Featuring mentors like Noa Tamir as Noa, Aaron Meurer as Aaron, Jaime Rodríguez-Guerra as Jaime, and Melissa Weber Mendonça as Melissa.

The opening

There will only be a journey with first being a captain to navigate. Melissa is the captain of this voyage and one of the incredible developers from Quansight Labs that is responsible for organizing the internship this year. She introduced us to the team, broke down the internship timeline and I got to know my project, pandas, as well as mentors, Noa and Aaron.

The need for a padawan to have a mentor was apparent immediately. Setting up the environment was not as straightforward as creating a virtual environment and installing packages from requirements.txt. Building the environment with the pip package manager required that some packages be installed on my local machine as a pre-requisite. Not knowing what these packages were meant that I had to keep bumping into dependency issues. From missing packages like Postgres, Cython, to an hdf5 nut that was a little hard to crush. I talked with my mentor, Noa, and discovered she uses an M1 mac just like I did. With her guidance, I checked out other alternatives on the pandas documentation.
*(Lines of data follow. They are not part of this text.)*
//! Linkweave main entry point
//!
//! This is the command-line interface for the Linkweave link mapper.

use anyhow::{bail, Context, Result};
use clap::{Parser, Subcommand};
use linkweave::config::{load_config_with_hash, validate, Config};
use linkweave::crawler::{
    cancel_pair, save_to_history, start_crawl, CrawlEngine, CrawlEvent, CrawlOptions,
    FetchGateway,
};
use linkweave::output::{export_crawl, write_csv, ExportFormat, ResultRenderer, TextRenderer, ViewMode};
use linkweave::storage::{HistoryStore, SqliteHistoryStore};
use linkweave::{Session, WeaveError};
use std::path::{Path, PathBuf};
use std::sync::Arc;
use tracing_subscriber::EnvFilter;

/// Exit code used when the user interrupts a crawl
const EXIT_CANCELLED: i32 = 130;

/// Linkweave: a breadth-first link mapper
///
/// Linkweave discovers the pages reachable from a seed URL, up to a bounded
/// depth and page count, and shows the unique links it found as a host/path
/// tree or a flat list. Crawls can be kept in a per-owner history and
/// exported as CSV or markdown.
#[derive(Parser, Debug)]
#[command(name = "linkweave")]
#[command(version)]
#[command(about = "A breadth-first link mapper", long_about = None)]
struct Cli {
    /// Path to TOML configuration file
    #[arg(short, long, value_name = "CONFIG", global = true)]
    config: Option<PathBuf>,

    /// History database (overrides the configuration)
    #[arg(long, value_name = "PATH", global = true)]
    db: Option<PathBuf>,

    /// Increase logging verbosity (-v, -vv, -vvv)
    #[arg(short, long, action = clap::ArgAction::Count, global = true)]
    verbose: u8,

    /// Suppress non-error output
    #[arg(short, long, conflicts_with = "verbose", global = true)]
    quiet: bool,

    #[command(subcommand)]
    command: Command,
}

#[derive(Subcommand, Debug)]
enum Command {
    /// Crawl from a seed URL and show the links found
    Crawl(CrawlArgs),

    /// Inspect saved crawls
    #[command(subcommand)]
    History(HistoryCommand),

    /// Export a saved crawl to a file
    Export {
        /// Saved crawl id
        id: i64,

        /// Output format
        #[arg(long, value_enum)]
        format: ExportFormat,

        /// Destination file
        #[arg(short, long)]
        output: PathBuf,
    },
}

#[derive(clap::Args, Debug)]
struct CrawlArgs {
    /// Seed URL; `https://` is assumed when no scheme is given
    url: String,

    /// Maximum link depth to follow (0 = seed page only)
    #[arg(long)]
    depth: Option<u32>,

    /// Maximum number of pages to fetch
    #[arg(long)]
    max_pages: Option<usize>,

    /// Follow links to other origins
    #[arg(long)]
    cross_origin: bool,

    /// Number of fetches in flight at once
    #[arg(long)]
    concurrency: Option<usize>,

    /// How to display the result
    #[arg(long, value_enum, default_value_t = ViewMode::Tree)]
    view: ViewMode,

    /// Also write the result as CSV
    #[arg(long, value_name = "PATH")]
    csv: Option<PathBuf>,

    /// Save the crawl to this owner's history
    #[arg(long)]
    owner: Option<String>,
}

#[derive(Subcommand, Debug)]
enum HistoryCommand {
    /// List saved crawls, newest first
    List {
        #[arg(long)]
        owner: Option<String>,

        /// Show at most this many crawls
        #[arg(long)]
        limit: Option<usize>,
    },

    /// Show the links of a saved crawl
    Show {
        id: i64,

        #[arg(long, value_enum, default_value_t = ViewMode::Tree)]
        view: ViewMode,
    },

    /// Delete a saved crawl
    Delete {
        id: i64,

        #[arg(long)]
        owner: Option<String>,
    },
}

#[tokio::main]
async fn main() {
    let exit_code = match run().await {
        Ok(code) => code,
        Err(e) => {
            tracing::error!("{:#}", e);
            eprintln!("Error: {:#}", e);
            1
        }
    };

    std::process::exit(exit_code);
}

async fn run() -> Result<i32> {
    let cli = Cli::parse();

    // Setup logging based on verbosity
    setup_logging(cli.verbose, cli.quiet);

    let mut config = load_configuration(cli.config.as_deref())?;
    if let Some(db) = &cli.db {
        config.history.database_path = db.display().to_string();
    }

    match cli.command {
        Command::Crawl(args) => handle_crawl(config, args, cli.quiet).await,
        Command::History(HistoryCommand::List { owner, limit }) => {
            handle_history_list(&config, owner, limit)?;
            Ok(0)
        }
        Command::History(HistoryCommand::Show { id, view }) => {
            handle_history_show(&config, id, view)?;
            Ok(0)
        }
        Command::History(HistoryCommand::Delete { id, owner }) => {
            handle_history_delete(&config, id, owner)?;
            Ok(0)
        }
        Command::Export { id, format, output } => {
            handle_export(&config, id, format, &output)?;
            Ok(0)
        }
    }
}

/// Sets up the logging/tracing subscriber based on verbosity level
fn setup_logging(verbose: u8, quiet: bool) {
    let filter = if quiet {
        // Only show errors
        EnvFilter::new("error")
    } else {
        match verbose {
            0 => EnvFilter::new("linkweave=info,warn"),
            1 => EnvFilter::new("linkweave=debug,info"),
            2 => EnvFilter::new("linkweave=trace,debug"),
            _ => EnvFilter::new("trace"),
        }
    };

    tracing_subscriber::fmt()
        .with_env_filter(filter)
        .with_target(false)
        .with_thread_ids(false)
        .with_file(false)
        .with_writer(std::io::stderr)
        .init();
}

/// Loads the configuration file, or the defaults when none is given
fn load_configuration(path: Option<&Path>) -> Result<Config> {
    let Some(path) = path else {
        tracing::debug!("No configuration file given, using defaults");
        return Ok(Config::default());
    };

    tracing::info!("Loading configuration from: {}", path.display());
    let (config, hash) = load_config_with_hash(path)
        .with_context(|| format!("Failed to load configuration from {}", path.display()))?;
    tracing::info!("Configuration loaded successfully (hash: {})", hash);

    Ok(config)
}

/// Resolves the owner from the command line, then the configuration
fn resolve_owner(config: &Config, owner: Option<String>) -> Option<String> {
    owner.or_else(|| config.history.owner.clone())
}

fn open_store(config: &Config) -> Result<SqliteHistoryStore> {
    let path = Path::new(&config.history.database_path);
    SqliteHistoryStore::new(path)
        .with_context(|| format!("Failed to open history database {}", path.display()))
}

/// Handles the crawl command
async fn handle_crawl(mut config: Config, args: CrawlArgs, quiet: bool) -> Result<i32> {
    if let Some(depth) = args.depth {
        config.crawler.max_depth = depth;
    }
    if let Some(max_pages) = args.max_pages {
        config.crawler.max_pages = max_pages;
    }
    if let Some(concurrency) = args.concurrency {
        config.crawler.concurrency = concurrency;
    }
    if args.cross_origin {
        config.crawler.same_origin_only = false;
    }
    if let Some(owner) = args.owner {
        config.history.owner = Some(owner);
    }
    validate(&config).context("Invalid crawl options")?;

    let options = CrawlOptions::from(&config.crawler);
    let gateway = FetchGateway::from_config(&config.fetch).context("Failed to build HTTP client")?;
    tracing::info!("Fetch strategies: {}", gateway.strategy_names().join(", "));

    let mut engine = CrawlEngine::new(gateway).with_concurrency(config.crawler.concurrency);
    if !quiet {
        let max_pages = options.max_pages;
        engine = engine.with_progress(Arc::new(move |event: &CrawlEvent| {
            if let CrawlEvent::Fetching { url, visited, .. } = event {
                eprintln!("Crawling ({}/{}): {}", visited, max_pages, url);
            }
        }));
    }

    let (cancel, token) = cancel_pair();
    tokio::spawn(async move {
        if tokio::signal::ctrl_c().await.is_ok() {
            tracing::warn!("Interrupt received, cancelling crawl");
            cancel.cancel();
        }
    });

    let result = match start_crawl(&args.url, &options, &engine, &token).await {
        Ok(result) => result,
        Err(WeaveError::Cancelled) => {
            eprintln!("Crawl cancelled");
            return Ok(EXIT_CANCELLED);
        }
        Err(e @ WeaveError::Url(_)) => {
            return Err(e).with_context(|| format!("Cannot crawl '{}'", args.url));
        }
    };

    if result.fetch_failures > 0 {
        tracing::warn!(
            "{} of {} pages could not be fetched",
            result.fetch_failures,
            result.pages_visited
        );
    }

    let mut renderer = TextRenderer::new(std::io::stdout().lock());
    renderer.render(&result.urls, args.view)?;

    if let Some(csv_path) = &args.csv {
        write_csv(&result.urls, csv_path)
            .with_context(|| format!("Failed to write {}", csv_path.display()))?;
    }

    let session = Session::from_owner(config.history.owner.as_deref());
    if session.is_signed_in() {
        // History is best effort; the result above stands either way
        match open_store(&config) {
            Ok(mut store) => {
                if let Some(id) = save_to_history(&session, &mut store, &result) {
                    eprintln!("Saved to history as #{}", id);
                }
            }
            Err(e) => tracing::warn!("{:#}", e),
        }
    }

    Ok(0)
}

/// Handles `history list`
fn handle_history_list(config: &Config, owner: Option<String>, limit: Option<usize>) -> Result<()> {
    let Some(owner) = resolve_owner(config, owner) else {
        bail!("No owner given; pass --owner or set history.owner in the configuration");
    };

    let store = open_store(config)?;
    let crawls = store.list(&owner)?;

    if crawls.is_empty() {
        println!("No saved crawls for {}", owner);
        return Ok(());
    }

    for saved in crawls.iter().take(limit.unwrap_or(usize::MAX)) {
        println!(
            "#{:<5} {}  {:>5} links  {}",
            saved.id,
            saved.record.timestamp.format("%Y-%m-%d %H:%M:%S"),
            saved.record.url_count,
            saved.record.seed
        );
    }

    Ok(())
}

/// Handles `history show`
fn handle_history_show(config: &Config, id: i64, view: ViewMode) -> Result<()> {
    let store = open_store(config)?;
    let Some(saved) = store.get(id)? else {
        bail!("No saved crawl with id {}", id);
    };

    println!(
        "Crawl #{} of {} ({})",
        saved.id,
        saved.record.seed,
        saved.record.timestamp.format("%Y-%m-%d %H:%M:%S")
    );

    let mut renderer = TextRenderer::new(std::io::stdout().lock());
    renderer.render(&saved.record.urls, view)?;

    Ok(())
}

/// Handles `history delete`; only the owner may delete a crawl
fn handle_history_delete(config: &Config, id: i64, owner: Option<String>) -> Result<()> {
    let Some(owner) = resolve_owner(config, owner) else {
        bail!("No owner given; pass --owner or set history.owner in the configuration");
    };

    let mut store = open_store(config)?;
    match store.get(id)? {
        Some(saved) if saved.owner_id == owner => {}
        Some(_) => bail!("Crawl #{} does not belong to {}", id, owner),
        None => bail!("No saved crawl with id {}", id),
    }

    if store.delete(id)? {
        println!("Deleted crawl #{}", id);
    }

    Ok(())
}

/// Handles `export`
fn handle_export(config: &Config, id: i64, format: ExportFormat, output: &Path) -> Result<()> {
    let store = open_store(config)?;
    let Some(saved) = store.get(id)? else {
        bail!("No saved crawl with id {}", id);
    };

    export_crawl(&saved, format, output)
        .with_context(|| format!("Failed to export crawl #{} to {}", id, output.display()))?;
    println!("Exported crawl #{} to {}", id, output.display());

    Ok(())
}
I discovered that the conda package manager was better equipped to handle setting up the environment and building the package locally. Further discussions with my mentor, Aaron, filled in the gap in my knowledge about the various missing packages and revealed the solution to fix it.

Standing up to pandas

I wasted no time in jumping straight to the issues I was assigned. This was a mistake. These issues were related to pandas standardization (like consistency in how pandas handle empty inputs, removing the inplace argument from most of pandas operations, and consistency for pandas column names and more) but, as I am new to the project, I found most of the issues overwhelming. So many discussions have been made on the issues but not much of a general consensus on how they should be tackled. Luckily for me, I didn't need to have midichlorians to contribute and, most of all, I had mentors. Noa suggested that I tackle simpler issues to familiarize myself with the project and learn the steps required to make contributions to pandas.

Three issues and three pull requests later, I learned about building the Cython library every time I pulled new changes from remote origin, how to always do pre-commit, how to write proper tests, how to submit issues and pull requests, and how to document fixes.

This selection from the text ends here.